Collected data:
BEGIN
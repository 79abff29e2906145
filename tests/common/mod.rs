// Shared by the integration tests
#![allow(dead_code)]

pub mod mock_invoker;

use actix_web::{App, dev::ServiceResponse, test, web};
use bedrock_chat_relay::config::DEFAULT_MAX_PAYLOAD_SIZE;
use bedrock_chat_relay::io_struct::GenerationParams;
use bedrock_chat_relay::server::configure;
use bedrock_chat_relay::{RelayConfig, RelayState};
use mock_invoker::MockInvoker;
use std::sync::Arc;

pub const TEST_MODEL_ID: &str = "anthropic.claude-3-haiku-20240307-v1:0";

pub fn test_config() -> RelayConfig {
    RelayConfig {
        host: "127.0.0.1".to_string(),
        port: 8080,
        region: "us-east-1".to_string(),
        model_id: TEST_MODEL_ID.to_string(),
        generation: GenerationParams::default(),
        max_payload_size: DEFAULT_MAX_PAYLOAD_SIZE,
    }
}

/// Sends one request through the real route table backed by `invoker`.
pub async fn send(invoker: Arc<MockInvoker>, req: test::TestRequest) -> ServiceResponse {
    send_with(test_config(), invoker, req).await
}

pub async fn send_with(
    config: RelayConfig,
    invoker: Arc<MockInvoker>,
    req: test::TestRequest,
) -> ServiceResponse {
    let state = RelayState::new(&config, invoker);
    let app = test::init_service(
        App::new()
            .app_data(web::Data::new(state))
            .configure(|cfg| configure(cfg, config.max_payload_size)),
    )
    .await;
    test::call_service(&app, req.to_request()).await
}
END
Your reply should consist of the records, duplicated exactly.

repository 79abff29e2906145
filename tests/common/mod.rs
// Shared by the integration tests
#![allow(dead_code)]

pub mod mock_invoker;

use actix_web::{App, dev::ServiceResponse, test, web};
use bedrock_chat_relay::config::DEFAULT_MAX_PAYLOAD_SIZE;
use bedrock_chat_relay::io_struct::GenerationParams;
use bedrock_chat_relay::server::configure;
use bedrock_chat_relay::{RelayConfig, RelayState};
use mock_invoker::MockInvoker;
use std::sync::Arc;

pub const TEST_MODEL_ID: &str = "anthropic.claude-3-haiku-20240307-v1:0";

pub fn test_config() -> RelayConfig {
    RelayConfig {
        host: "127.0.0.1".to_string(),
        port: 8080,
        region: "us-east-1".to_string(),
        model_id: TEST_MODEL_ID.to_string(),
        generation: GenerationParams::default(),
        max_payload_size: DEFAULT_MAX_PAYLOAD_SIZE,
    }
}

/// Sends one request through the real route table backed by `invoker`.
pub async fn send(invoker: Arc<MockInvoker>, req: test::TestRequest) -> ServiceResponse {
    send_with(test_config(), invoker, req).await
}

pub async fn send_with(
    config: RelayConfig,
    invoker: Arc<MockInvoker>,
    req: test::TestRequest,
) -> ServiceResponse {
    let state = RelayState::new(&config, invoker);
    let app = test::init_service(
        App::new()
            .app_data(web::Data::new(state))
            .configure(|cfg| configure(cfg, config.max_payload_size)),
    )
    .await;
    test::call_service(&app, req.to_request()).await
}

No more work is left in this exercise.